# Problem Description
***alles um tier GmBH*** is a pet supplies company. They are currently auditing their promotional activities and the CEO, one of the main stakeholders, feels that the promotions they offer is too generic and not targeted. They have requested us to devise a customer segmentation model that they can use to run targeted promotional activities.

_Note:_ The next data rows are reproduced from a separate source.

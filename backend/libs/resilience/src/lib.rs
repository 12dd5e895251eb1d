//! Resilience helpers shared by the pipeline services
//!
//! - **Retry**: bounded attempts with exponential backoff (`unit × base^attempt`)
//! - **Timeout**: time limits on external calls that keep the call's own error
//!
//! # Example: retry a flaky call
//!
//! ```rust,no_run
//! use resilience::{with_retry, RetryConfig};
//! use std::time::Duration;
//!
//! #[tokio::main]
//! async fn main() {
//!     let config = RetryConfig::new(3, 2.0, Duration::from_secs(1));
//!
//!     let result = with_retry(&config, |attempt| async move {
//!         // Your HTTP call here
//!         if attempt < 3 { Err("not yet") } else { Ok(attempt) }
//!     })
//!     .await;
//! }
//! ```

pub mod retry;
pub mod timeout;

pub use retry::{with_retry, RetryConfig, RetryError};
pub use timeout::{with_timeout_result, TimeoutError};
//! Correlation Service - Main entry point
//!
//! Runs the consumption loop until SIGINT/SIGTERM, alongside a small HTTP
//! server for health checks and Prometheus metrics.

use anyhow::{Context, Result};
use correlation_service::http::{build_server, HealthState};
use correlation_service::{
    shutdown, AnalyticsClient, Config, CorrelationConsumer, KafkaSource, TopicRouter,
};
use idempotent_consumer::{IdempotencyGuard, RedisDedupStore};
use redis_utils::RedisPool;
use std::env;
use std::sync::Arc;
use tracing::info;
use tracing_subscriber::{layer::SubscriberExt, util::SubscriberInitExt, EnvFilter};

const DEFAULT_LOG_FILTER: &str = "info,correlation_service=debug,rdkafka=warn";

/// Value of `--log-level <LEVEL>`, if given
fn log_level_from_args() -> Option<String> {
    let args: Vec<String> = env::args().collect();
    args.windows(2)
        .find(|pair| pair[0] == "--log-level")
        .map(|pair| pair[1].to_lowercase())
}

/// `RUST_LOG` wins; otherwise `--log-level` or the default filter
fn init_tracing() {
    let default_filter = log_level_from_args()
        .map(|level| format!("{},rdkafka=warn", level))
        .unwrap_or_else(|| DEFAULT_LOG_FILTER.to_string());
    let filter =
        EnvFilter::try_from_default_env().unwrap_or_else(|_| EnvFilter::new(default_filter));

    let json = env::var("LOG_FORMAT")
        .map(|v| v.eq_ignore_ascii_case("json"))
        .unwrap_or(false);

    let registry = tracing_subscriber::registry().with(filter);
    if json {
        registry.with(tracing_subscriber::fmt::layer().json()).init();
    } else {
        registry.with(tracing_subscriber::fmt::layer()).init();
    }
}

#[actix_web::main]
async fn main() -> Result<()> {
    dotenvy::dotenv().ok();
    init_tracing();

    info!("Starting correlation-service v{}", env!("CARGO_PKG_VERSION"));

    let config = Config::from_env().context("Failed to load configuration")?;
    config.validate().context("Invalid configuration")?;

    // Dedup store connects on first command; while Redis is unreachable the
    // guard fails open and ingestion continues
    let pool = RedisPool::open(&config.redis()).context("Failed to create Redis client")?;
    info!("Dedup store: redis://{}", pool.label());

    let store = RedisDedupStore::new(pool).with_command_timeout(config.redis_command_timeout());
    let guard = IdempotencyGuard::new(Arc::new(store), config.dedup_ttl());
    info!("Dedup window: {:?}", guard.ttl());

    let kafka_config = config.kafka();
    let source = KafkaSource::new(&kafka_config).context("Failed to create Kafka consumer")?;
    let sink = AnalyticsClient::new(config.analytics()).context("Failed to create analytics client")?;
    let router = TopicRouter::new(
        kafka_config.customer_topic.clone(),
        kafka_config.inventory_topic.clone(),
    );

    let mut consumer = CorrelationConsumer::new(
        Box::new(source),
        guard,
        Box::new(sink),
        router,
        config.poll_timeout(),
    );

    let health = Arc::new(HealthState::default());
    let server = build_server(config.http_port, health.clone())
        .with_context(|| format!("Failed to bind HTTP server on port {}", config.http_port))?;
    let server_handle = server.handle();
    actix_web::rt::spawn(server);
    info!("Health and metrics endpoints listening on port {}", config.http_port);

    let (trigger, shutdown) = shutdown::channel();
    actix_web::rt::spawn(shutdown::listen_for_signals(trigger));

    health.set_ready(true);
    let stats = consumer.run(shutdown).await;
    health.set_ready(false);

    server_handle.stop(true).await;

    info!(
        "Correlation service stopped: consumed={}, processed={}, duplicates={}, errors={}",
        stats.total_consumed, stats.successfully_processed, stats.duplicates_skipped, stats.errors
    );

    Ok(())
}
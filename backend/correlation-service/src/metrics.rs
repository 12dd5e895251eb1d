//! Prometheus metrics for the correlation pipeline
use actix_web::HttpResponse;
use once_cell::sync::Lazy;
use prometheus::{Encoder, IntCounterVec, IntGaugeVec, Opts, TextEncoder};

use crate::services::CacheStats;

static MESSAGES_TOTAL: Lazy<IntCounterVec> = Lazy::new(|| {
    let counter = IntCounterVec::new(
        Opts::new(
            "correlation_messages_total",
            "Messages consumed, by pipeline outcome",
        ),
        &["outcome"],
    )
    .expect("failed to create correlation_messages_total");
    prometheus::default_registry()
        .register(Box::new(counter.clone()))
        .expect("failed to register correlation_messages_total");
    counter
});

static DELIVERY_ATTEMPTS_TOTAL: Lazy<IntCounterVec> = Lazy::new(|| {
    let counter = IntCounterVec::new(
        Opts::new(
            "correlation_delivery_attempts_total",
            "Individual POST attempts to the analytics sink",
        ),
        &["result"],
    )
    .expect("failed to create correlation_delivery_attempts_total");
    prometheus::default_registry()
        .register(Box::new(counter.clone()))
        .expect("failed to register correlation_delivery_attempts_total");
    counter
});

static DELIVERIES_TOTAL: Lazy<IntCounterVec> = Lazy::new(|| {
    let counter = IntCounterVec::new(
        Opts::new(
            "correlation_deliveries_total",
            "Snapshot deliveries after retries",
        ),
        &["result"],
    )
    .expect("failed to create correlation_deliveries_total");
    prometheus::default_registry()
        .register(Box::new(counter.clone()))
        .expect("failed to register correlation_deliveries_total");
    counter
});

static CACHE_ENTRIES: Lazy<IntGaugeVec> = Lazy::new(|| {
    let gauge = IntGaugeVec::new(
        Opts::new(
            "correlation_cache_entries",
            "Records waiting in the correlation cache",
        ),
        &["kind"],
    )
    .expect("failed to create correlation_cache_entries");
    prometheus::default_registry()
        .register(Box::new(gauge.clone()))
        .expect("failed to register correlation_cache_entries");
    gauge
});

pub fn record_message(outcome: &str) {
    MESSAGES_TOTAL.with_label_values(&[outcome]).inc();
}

/// `result` is `success`, `rejected` or `error`
pub fn record_delivery_attempt(result: &str) {
    DELIVERY_ATTEMPTS_TOTAL.with_label_values(&[result]).inc();
}

pub fn record_delivery(delivered: bool) {
    let label = if delivered { "delivered" } else { "failed" };
    DELIVERIES_TOTAL.with_label_values(&[label]).inc();
}

pub fn set_cache_entries(stats: CacheStats) {
    CACHE_ENTRIES
        .with_label_values(&["customer"])
        .set(stats.customers_cached as i64);
    CACHE_ENTRIES
        .with_label_values(&["inventory"])
        .set(stats.inventory_cached as i64);
}

pub async fn serve_metrics() -> HttpResponse {
    let encoder = TextEncoder::new();
    let metric_families = prometheus::gather();

    let mut buffer = Vec::new();
    if let Err(err) = encoder.encode(&metric_families, &mut buffer) {
        return HttpResponse::InternalServerError().body(err.to_string());
    }

    HttpResponse::Ok()
        .content_type(encoder.format_type())
        .body(buffer)
}

#[cfg(test)]
mod tests {
    use super::*;

    #[test]
    fn test_counters_are_registered_once_used() {
        record_message("processed");
        record_delivery_attempt("success");
        record_delivery(true);
        set_cache_entries(CacheStats {
            customers_cached: 2,
            inventory_cached: 1,
        });

        let names: Vec<String> = prometheus::gather()
            .iter()
            .map(|family| family.get_name().to_string())
            .collect();
        for expected in [
            "correlation_messages_total",
            "correlation_delivery_attempts_total",
            "correlation_deliveries_total",
            "correlation_cache_entries",
        ] {
            assert!(names.iter().any(|n| n == expected), "missing {}", expected);
        }
    }
}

The client is interested in seeing what kind of customers are buying at ***alles um tier GmbH***. They assume that, in addition to private individuals, there are also smaller companies that purchase from ***alles um tier GmBH***. The project scope is to build a segmentation model and analyze the resulting customer segments.

# Data

You are given a dataset at customer level for the past year with the following data points. Number of transactions in the past year (*num_transactions*), order amount the past year (*total_order_value*), days between transactions the past year (*days_between_trans*), re-order rate the past year (*repeat_share*), and % of dog products bought (*dog_share*).

### Data Set
The dataset consists of 100k rows and has the following columns:

* CustomerID (int): UUID for the customer
* num_transactions (int): number of transactions in a given year
* total_order_value (float): total order value in € for the time period
* days_between_trans (float): average days between transactions for a user
* repeat_share (float): product share repeated every order
* dog_share (float): percentage of products ordered that are dog food related
    
# Technical Environment
* Python
* numpy
* pandas
* scikit-learn
* matplotlib / scipy / searborn / altair / plotly

# Approach
The solution is assessed on the following skills:
* A thorough evaluation of the data set using statistical measures and visualization
* Elegant Python coding skills
* Machine learning modelling fundamentals
* Model & result evaluation

# Output
Please provide your solution in a jupyter notebook with clear markdown comments.
The final output should be in the form of a DataFrame with two columns, the CustomerId and the assigned cluster.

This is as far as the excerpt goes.